Dataset entries:

========================================================================

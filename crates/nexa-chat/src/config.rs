// nexa-chat/crates/nexa-chat/src/config.rs

use anyhow::{Context, Result};
use std::env;
use std::path::PathBuf;
use std::str::FromStr;
use std::time::Duration;
use tracing::{info, warn};

use crate::utils::TextUtils;

pub const DEFAULT_MODEL: &str = "gemini-2.5-flash";
pub const DEFAULT_API_BASE_URL: &str = "https://generativelanguage.googleapis.com";

#[derive(Debug, Clone)]
pub struct Config {
    pub api_key: String,
    pub model: String,
    pub api_base_url: String,
    pub data_dir: PathBuf,
    pub temperature: f32,
    pub top_k: u32,
    pub top_p: f32,
    pub retry_attempts: u32,
    pub retry_base_delay_ms: u64,
    pub request_timeout_seconds: u64,
    pub reply_language: String,
}

impl Default for Config {
    fn default() -> Self {
        Self {
            api_key: String::new(),
            model: DEFAULT_MODEL.to_string(),
            api_base_url: DEFAULT_API_BASE_URL.to_string(),
            data_dir: PathBuf::from("./data"),
            temperature: 1.15,
            top_k: 40,
            top_p: 0.95,
            retry_attempts: 3,
            retry_base_delay_ms: 1000,
            request_timeout_seconds: 120,
            reply_language: "Russian".to_string(),
        }
    }
}

impl Config {
    pub fn from_env() -> Result<Self> {
        if let Err(e) = dotenvy::dotenv() {
            warn!("Failed to load .env file: {}. Using system environment variables.", e);
        } else {
            info!("Loaded environment variables from .env file");
        }

        let defaults = Self::default();

        let api_key = env::var("GEMINI_API_KEY")
            .or_else(|_| env::var("API_KEY"))
            .unwrap_or_default();
        if api_key.is_empty() {
            warn!("API key not found in environment variables (GEMINI_API_KEY). Replies will fail until one is set.");
        }

        let retry_attempts: u32 = parse_var("NEXA_RETRY_ATTEMPTS", defaults.retry_attempts)?;
        if retry_attempts == 0 {
            return Err(anyhow::anyhow!("NEXA_RETRY_ATTEMPTS must be at least 1"));
        }

        let api_base_url = env::var("NEXA_API_BASE_URL")
            .unwrap_or(defaults.api_base_url)
            .trim_end_matches('/')
            .to_string();

        Ok(Self {
            api_key,
            model: env::var("NEXA_MODEL").unwrap_or(defaults.model),
            api_base_url,
            data_dir: env::var("NEXA_DATA_DIR")
                .map(PathBuf::from)
                .unwrap_or(defaults.data_dir),
            temperature: parse_var("NEXA_TEMPERATURE", defaults.temperature)?,
            top_k: parse_var("NEXA_TOP_K", defaults.top_k)?,
            top_p: parse_var("NEXA_TOP_P", defaults.top_p)?,
            retry_attempts,
            retry_base_delay_ms: parse_var("NEXA_RETRY_BASE_DELAY_MS", defaults.retry_base_delay_ms)?,
            request_timeout_seconds: parse_var(
                "NEXA_REQUEST_TIMEOUT_SECONDS",
                defaults.request_timeout_seconds,
            )?,
            reply_language: env::var("NEXA_REPLY_LANGUAGE").unwrap_or(defaults.reply_language),
        })
    }

    pub fn print_config(&self) {
        info!("Current Configuration:");
        info!("- Model: {}", self.model);
        info!("- API Base URL: {}", self.api_base_url);
        info!("- API Key: {}", TextUtils::mask_secret(&self.api_key));
        info!("- Data Dir: {}", self.data_dir.display());
        info!("- Sampling: temperature {}, top-k {}, top-p {}", self.temperature, self.top_k, self.top_p);
        info!("- Retry: {} attempts, base delay {}ms", self.retry_attempts, self.retry_base_delay_ms);
        info!("- Request Timeout: {}s", self.request_timeout_seconds);
        info!("- Reply Language: {}", self.reply_language);
    }

    pub fn retry_base_delay(&self) -> Duration {
        Duration::from_millis(self.retry_base_delay_ms)
    }

    pub fn request_timeout(&self) -> Duration {
        Duration::from_secs(self.request_timeout_seconds)
    }

    pub fn has_api_key(&self) -> bool {
        !self.api_key.trim().is_empty()
    }
}

fn parse_var<T>(key: &str, default: T) -> Result<T>
where
    T: FromStr,
    T::Err: std::error::Error + Send + Sync + 'static,
{
    match env::var(key) {
        Ok(raw) if !raw.trim().is_empty() => raw
            .trim()
            .parse()
            .with_context(|| format!("Invalid value for {}: {:?}", key, raw)),
        _ => Ok(default),
    }
}

#[cfg(test)]
mod tests {
    use super::*;

    fn create_test_config() -> Config {
        Config {
            api_key: "test-key-1234".to_string(),
            data_dir: PathBuf::from("/tmp/nexa-test"),
            retry_base_delay_ms: 5,
            ..Config::default()
        }
    }

    #[test]
    fn test_default_sampling_matches_roleplay_profile() {
        let config = Config::default();
        assert!((config.temperature - 1.15).abs() < f32::EPSILON);
        assert_eq!(config.top_k, 40);
        assert!((config.top_p - 0.95).abs() < f32::EPSILON);
        assert_eq!(config.model, DEFAULT_MODEL);
    }

    #[test]
    fn test_default_retry_budget() {
        let config = Config::default();
        assert_eq!(config.retry_attempts, 3);
        assert_eq!(config.retry_base_delay(), Duration::from_secs(1));
    }

    #[test]
    fn test_durations() {
        let config = create_test_config();
        assert_eq!(config.retry_base_delay(), Duration::from_millis(5));
        assert_eq!(config.request_timeout(), Duration::from_secs(120));
    }

    #[test]
    fn test_has_api_key() {
        let mut config = create_test_config();
        assert!(config.has_api_key());
        config.api_key = "   ".to_string();
        assert!(!config.has_api_key());
    }

    #[test]
    fn test_base_url_has_no_trailing_slash() {
        let config = Config::default();
        assert!(!config.api_base_url.ends_with('/'));
        assert!(config.api_base_url.starts_with("https://"));
    }

    #[test]
    fn test_parse_var_falls_back_when_unset() {
        let value: u32 = parse_var("NEXA_TEST_SURELY_UNSET_VARIABLE", 7).unwrap();
        assert_eq!(value, 7);
    }
}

========================================================================

* [EXERCISE PROMPT]: Copy out each record, keeping every word as it is.

* [THE ANSWER]:
filename crates/nexa-chat/src/config.rs
// nexa-chat/crates/nexa-chat/src/config.rs

use anyhow::{Context, Result};
use std::env;
use std::path::PathBuf;
use std::str::FromStr;
use std::time::Duration;
use tracing::{info, warn};

use crate::utils::TextUtils;

pub const DEFAULT_MODEL: &str = "gemini-2.5-flash";
pub const DEFAULT_API_BASE_URL: &str = "https://generativelanguage.googleapis.com";

#[derive(Debug, Clone)]
pub struct Config {
    pub api_key: String,
    pub model: String,
    pub api_base_url: String,
    pub data_dir: PathBuf,
    pub temperature: f32,
    pub top_k: u32,
    pub top_p: f32,
    pub retry_attempts: u32,
    pub retry_base_delay_ms: u64,
    pub request_timeout_seconds: u64,
    pub reply_language: String,
}

impl Default for Config {
    fn default() -> Self {
        Self {
            api_key: String::new(),
            model: DEFAULT_MODEL.to_string(),
            api_base_url: DEFAULT_API_BASE_URL.to_string(),
            data_dir: PathBuf::from("./data"),
            temperature: 1.15,
            top_k: 40,
            top_p: 0.95,
            retry_attempts: 3,
            retry_base_delay_ms: 1000,
            request_timeout_seconds: 120,
            reply_language: "Russian".to_string(),
        }
    }
}

impl Config {
    pub fn from_env() -> Result<Self> {
        if let Err(e) = dotenvy::dotenv() {
            warn!("Failed to load .env file: {}. Using system environment variables.", e);
        } else {
            info!("Loaded environment variables from .env file");
        }

        let defaults = Self::default();

        let api_key = env::var("GEMINI_API_KEY")
            .or_else(|_| env::var("API_KEY"))
            .unwrap_or_default();
        if api_key.is_empty() {
            warn!("API key not found in environment variables (GEMINI_API_KEY). Replies will fail until one is set.");
        }

        let retry_attempts: u32 = parse_var("NEXA_RETRY_ATTEMPTS", defaults.retry_attempts)?;
        if retry_attempts == 0 {
            return Err(anyhow::anyhow!("NEXA_RETRY_ATTEMPTS must be at least 1"));
        }

        let api_base_url = env::var("NEXA_API_BASE_URL")
            .unwrap_or(defaults.api_base_url)
            .trim_end_matches('/')
            .to_string();

        Ok(Self {
            api_key,
            model: env::var("NEXA_MODEL").unwrap_or(defaults.model),
            api_base_url,
            data_dir: env::var("NEXA_DATA_DIR")
                .map(PathBuf::from)
                .unwrap_or(defaults.data_dir),
            temperature: parse_var("NEXA_TEMPERATURE", defaults.temperature)?,
            top_k: parse_var("NEXA_TOP_K", defaults.top_k)?,
            top_p: parse_var("NEXA_TOP_P", defaults.top_p)?,
            retry_attempts,
            retry_base_delay_ms: parse_var("NEXA_RETRY_BASE_DELAY_MS", defaults.retry_base_delay_ms)?,
            request_timeout_seconds: parse_var(
                "NEXA_REQUEST_TIMEOUT_SECONDS",
                defaults.request_timeout_seconds,
            )?,
            reply_language: env::var("NEXA_REPLY_LANGUAGE").unwrap_or(defaults.reply_language),
        })
    }

    pub fn print_config(&self) {
        info!("Current Configuration:");
        info!("- Model: {}", self.model);
        info!("- API Base URL: {}", self.api_base_url);
        info!("- API Key: {}", TextUtils::mask_secret(&self.api_key));
        info!("- Data Dir: {}", self.data_dir.display());
        info!("- Sampling: temperature {}, top-k {}, top-p {}", self.temperature, self.top_k, self.top_p);
        info!("- Retry: {} attempts, base delay {}ms", self.retry_attempts, self.retry_base_delay_ms);
        info!("- Request Timeout: {}s", self.request_timeout_seconds);
        info!("- Reply Language: {}", self.reply_language);
    }

    pub fn retry_base_delay(&self) -> Duration {
        Duration::from_millis(self.retry_base_delay_ms)
    }

    pub fn request_timeout(&self) -> Duration {
        Duration::from_secs(self.request_timeout_seconds)
    }

    pub fn has_api_key(&self) -> bool {
        !self.api_key.trim().is_empty()
    }
}

fn parse_var<T>(key: &str, default: T) -> Result<T>
where
    T: FromStr,
    T::Err: std::error::Error + Send + Sync + 'static,
{
    match env::var(key) {
        Ok(raw) if !raw.trim().is_empty() => raw
            .trim()
            .parse()
            .with_context(|| format!("Invalid value for {}: {:?}", key, raw)),
        _ => Ok(default),
    }
}

#[cfg(test)]
mod tests {
    use super::*;

    fn create_test_config() -> Config {
        Config {
            api_key: "test-key-1234".to_string(),
            data_dir: PathBuf::from("/tmp/nexa-test"),
            retry_base_delay_ms: 5,
            ..Config::default()
        }
    }

    #[test]
    fn test_default_sampling_matches_roleplay_profile() {
        let config = Config::default();
        assert!((config.temperature - 1.15).abs() < f32::EPSILON);
        assert_eq!(config.top_k, 40);
        assert!((config.top_p - 0.95).abs() < f32::EPSILON);
        assert_eq!(config.model, DEFAULT_MODEL);
    }

    #[test]
    fn test_default_retry_budget() {
        let config = Config::default();
        assert_eq!(config.retry_attempts, 3);
        assert_eq!(config.retry_base_delay(), Duration::from_secs(1));
    }

    #[test]
    fn test_durations() {
        let config = create_test_config();
        assert_eq!(config.retry_base_delay(), Duration::from_millis(5));
        assert_eq!(config.request_timeout(), Duration::from_secs(120));
    }

    #[test]
    fn test_has_api_key() {
        let mut config = create_test_config();
        assert!(config.has_api_key());
        config.api_key = "   ".to_string();
        assert!(!config.has_api_key());
    }

    #[test]
    fn test_base_url_has_no_trailing_slash() {
        let config = Config::default();
        assert!(!config.api_base_url.ends_with('/'));
        assert!(config.api_base_url.starts_with("https://"));
    }

    #[test]
    fn test_parse_var_falls_back_when_unset() {
        let value: u32 = parse_var("NEXA_TEST_SURELY_UNSET_VARIABLE", 7).unwrap();
        assert_eq!(value, 7);
    }
}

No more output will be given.